In the following eleven years there were a series of stimuli, one of which, in 2018, was what Tom Seeley calls Darwinian Beekeeping, and which I prefer to think of as regenerative beekeeping. In essence, Dr. Seeley suggests that beekeeping has become increasingly designed for the benefit of the beekeeper rather than the health of the bees, and he has examined feral colonies to survey the conditions that bees choose for themselves, given their druthers. David Papke had been similarly inspired, was a step ahead of me in coming up with a hive design that was more bee friendly, and we spent a year re-designing our hive bodies and presenting, with differing levels of success, our reasoning to some local bee organizations. The reactions ranged from outright dismissal to skepticism to enthusiasm to excitement.
Initial results are encouraging, but it is a small sample and early days. The question is, what kind of changes in management might supplement the re-design of the hive? It is important to note that at each of the three occasions on which I have been fortunate to hear Tom Seeley present his findings, he stresses that this is a concept for hobbyists, possibly for sideliners, but not for commercial beekeepers, whose objectives and financial commitments are less likely to allow for experimentation.

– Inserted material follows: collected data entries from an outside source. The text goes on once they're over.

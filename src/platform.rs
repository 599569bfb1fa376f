//! Boundary to the services the control loop calls into.
//!
//! The wireless transport, pin I/O and battery gauge are external
//! collaborators. The core only sees these traits; `main.rs` implements
//! them on top of the SoftDevice and embassy-nrf, the integration tests
//! implement them with recording mocks.

use crate::hid::keyboard::{KeyCode, MAX_REPORT_KEYS};

/// Digital pin level.
#[derive(Clone, Copy, Debug, PartialEq, Eq)]
#[cfg_attr(feature = "defmt", derive(defmt::Format))]
pub enum Level {
    Low,
    High,
}

impl From<bool> for Level {
    fn from(high: bool) -> Self {
        if high {
            Level::High
        } else {
            Level::Low
        }
    }
}

/// GPIO identity as `(port, pin)`, e.g. P1.02 is `PinId::new(1, 2)`.
#[derive(Clone, Copy, Debug, PartialEq, Eq)]
#[cfg_attr(feature = "defmt", derive(defmt::Format))]
pub struct PinId {
    pub port: u8,
    pub pin: u8,
}

impl PinId {
    pub const fn new(port: u8, pin: u8) -> Self {
        Self { port, pin }
    }

    /// Flat pin number (`port * 32 + pin`) as used by the nRF GPIO blocks.
    pub const fn number(&self) -> u8 {
        self.port * 32 + self.pin
    }
}

/// Pin read/write primitives.
pub trait DigitalIo {
    fn read_pin(&mut self, pin: PinId) -> Level;
    fn write_pin(&mut self, pin: PinId, level: Level);
}

/// How the transport should advertise while no host is connected.
#[derive(Clone, Copy, Debug, PartialEq, Eq)]
#[cfg_attr(feature = "defmt", derive(defmt::Format))]
pub struct AdvertisingConfig {
    /// 16-bit service UUID placed in the advertisement.
    pub service_uuid16: u16,
    /// GAP appearance value.
    pub appearance: u16,
    pub device_name: &'static str,
    /// Fast advertising interval (0.625 ms units).
    pub fast_interval: u16,
    /// Slow advertising interval used after the fast timeout (0.625 ms units).
    pub slow_interval: u16,
    /// Seconds spent in fast mode before switching to the slow interval.
    pub fast_timeout_secs: u16,
    /// Resume advertising automatically when a host disconnects.
    pub restart_on_disconnect: bool,
}

/// The wireless HID transport.
///
/// Every call is fire-and-forget: failures are absorbed by the
/// implementation and never surface to the control loop.
pub trait ConnectionProvider {
    fn is_connected(&self) -> bool;

    /// Send a keyboard input report. Unused slots hold `KEY_NONE`.
    fn send_key_report(&mut self, keycodes: &[KeyCode; MAX_REPORT_KEYS], modifier: u8);

    /// Send an all-keys-released report.
    fn send_key_release(&mut self);

    fn start_advertising(&mut self, config: &AdvertisingConfig);

    fn stop_advertising(&mut self);

    /// Publish the battery level (percent) to the host.
    fn report_battery(&mut self, percent: u8);
}

/// Source of the most recent battery measurement.
pub trait BatteryMonitor {
    /// Battery level in percent, or `None` until the first sample exists.
    fn level_percent(&mut self) -> Option<u8>;
}
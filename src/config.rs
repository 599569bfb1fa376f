//! Application-wide constants and compile-time configuration.
//!
//! All hardware pin assignments, timing parameters, and protocol
//! constants live here so they can be tuned in one place.

use crate::hid::keyboard::{KeyCode, KEY_VOLUME_DOWN};
use crate::input::Button;
use crate::platform::{AdvertisingConfig, PinId};
use crate::time::Millis;

// GPIO pin assignments (Adafruit Feather nRF52840 Express)
//
// These are logical ids; the matching `embassy_nrf::peripherals::*` pins
// are bound in `main.rs`.  Adjust for your own board.
//
//   Board user switch → P1.02
//   Remote jack (A0)  → P0.04  (pin next to ground)
//   Connection LED    → P1.10  (blue "conn" LED)
//   VBAT divider      → P0.29  (AIN5, 1:2)

/// Number of mapped buttons.
pub const BUTTON_COUNT: usize = 2;

/// Button pins (mapping below matches button order).
pub const BUTTON_PINS: [PinId; BUTTON_COUNT] = [PinId::new(1, 2), PinId::new(0, 4)];

/// Key code sent for each button. A volume key triggers the camera shutter
/// on most phones.
pub const BUTTON_MAPPING: [KeyCode; BUTTON_COUNT] = [KEY_VOLUME_DOWN, KEY_VOLUME_DOWN];

/// Static button table built from the pin and key mappings above.
pub const BUTTONS: [Button; BUTTON_COUNT] = [
    Button::new(BUTTON_PINS[0], BUTTON_MAPPING[0]),
    Button::new(BUTTON_PINS[1], BUTTON_MAPPING[1]),
];

/// Pin driving the connection indicator LED.
pub const CONNECTION_LED_PIN: PinId = PinId::new(1, 10);

// Timing

/// How often to blink if connected.
pub const CONNECTED_BLINK_INTERVAL_MS: Millis = 10_000;

/// How often to blink if not connected.
pub const CONNECTING_BLINK_INTERVAL_MS: Millis = 1_000;

/// How long to attempt to connect to a host before giving up and going to sleep.
pub const CONNECTION_GIVE_UP_DURATION_MS: Millis = 30_000;

/// How long the LED stays on when blinking.
pub const CONNECTION_BLINK_ON_DURATION_MS: Millis = 10;

/// Minimum interval at which to check/report button presses.
pub const REPORT_BUTTONS_CHANGED_INTERVAL_MS: Millis = 1_000;

/// Sleep while connected after this long without a button press.
pub const IDLE_SLEEP_DURATION_MS: Millis = 15 * 60 * 1_000;

/// Re-report the battery level at this interval while connected.
pub const BATTERY_REPORT_INTERVAL_MS: Millis = 60_000;

/// How often the battery voltage is sampled.
pub const BATTERY_SAMPLE_INTERVAL_MS: Millis = 30_000;

/// Control loop wake cadence (ms). Matches the clock granularity.
pub const LOOP_TICK_MS: Millis = 1;

/// Before System OFF: how long to wait for the host link to close.
pub const SHUTDOWN_LINK_DOWN_TIMEOUT_MS: Millis = 1_000;

/// Before System OFF: how long to wait for the bond to reach flash.
pub const SHUTDOWN_BOND_FLUSH_TIMEOUT_MS: Millis = 2_000;

// BLE

/// Advertised device name (also the GAP device name).
pub const DEVICE_NAME: &str = "Printer remote";

/// Device Information Service strings.
pub const DEVICE_MANUFACTURER: &str = "printer-remote";
pub const DEVICE_MODEL: &str = "Printer remote v1";

/// GAP appearance: HID keyboard.
pub const APPEARANCE_HID_KEYBOARD: u16 = 0x03C1;

/// HID-over-GATT service UUID.
pub const HID_SERVICE_UUID: u16 = 0x1812;

/// Radio TX power (dBm).
pub const BLE_TX_POWER_DBM: i8 = 4;

/// Advertising intervals are in 0.625 ms units: 32 = 20 ms, 244 = 152.5 ms.
pub const ADVERTISING: AdvertisingConfig = AdvertisingConfig {
    service_uuid16: HID_SERVICE_UUID,
    appearance: APPEARANCE_HID_KEYBOARD,
    device_name: DEVICE_NAME,
    fast_interval: 32,
    slow_interval: 244,
    fast_timeout_secs: 30,
    restart_on_disconnect: true,
};

/// BLE connection interval range (in 1.25 ms units).
pub const BLE_CONN_INTERVAL_MIN: u16 = 6;
pub const BLE_CONN_INTERVAL_MAX: u16 = 24;

/// BLE slave latency (number of connection events the peripheral can skip).
pub const BLE_SLAVE_LATENCY: u16 = 4;

/// BLE supervision timeout (in 10 ms units). 400 = 4 s.
pub const BLE_SUP_TIMEOUT: u16 = 400;

// Bond storage

/// Flash page index where bond storage starts (4 KB per page on nRF52840).
pub const STORAGE_FLASH_PAGE_START: u32 = 240;

/// Number of flash pages reserved for bond storage.
pub const STORAGE_FLASH_PAGE_COUNT: u32 = 4;

// Device Information Service PnP ID

/// Vendor ID source: 0x02 = USB Implementer's Forum.
pub const PNP_VENDOR_ID_SOURCE: u8 = 0x02;

/// "pid.codes" open-source test VID/PID. Replace with your own allocation.
pub const PNP_VENDOR_ID: u16 = 0x1209;
pub const PNP_PRODUCT_ID: u16 = 0x0001;
pub const PNP_PRODUCT_VERSION: u16 = 0x0100;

Too often Darwinian beekeeping is interpreted as survival of the fittest, requiring a ’hands off’ or ‘ live and let die’ approach by the beekeeper. Far from it. In fact, if the goal is to keep locally adapted, healthy bees without resorting to chemicals, it is right in line with my objectives at this point in my calling. If people can be seen as either butterflies (sitting still, spreading their wings, displaying their beauty and attracting attention) or bees (flitting from flower to flower, cross-pollinating) I am the latter, consistently attracted by different ideas and visions, flying to them to enlarge my foraging area and the diversity of food in my brood nest.
Earlier this year David came across a series of three articles written by Terry Combs and published in ABJ, August, 2018, and Jan and Feb or 2019, and which fused all that I had learned over some 20 years and gave it a distinct focus under the bigger umbrella of restorative beekeeping. This is the most recent stimuli in my beekeeping journey, I have committed the next three years to it, and am enthusiastic as to the challenges and opportunities it presents.
None of the fundamentals involved are particularly difficult or different. The first is to keep good records in order to assess queen quality and colony sustainability. Terry, having once bred guppies, gives example of the complex evaluation sheets he uses; we have devised something a little more simple, with a quantitive assessment, that can be used with each colony over a year, culminating in a numerical decision as to how to proceed with those bees the following year.
The process begins by critically selecting the colonies one wants to over-winter, to the extent of culling the queen in any colony that lacks the resources or mass of bees to survive successfully and combining the remaining bees with a strong colony.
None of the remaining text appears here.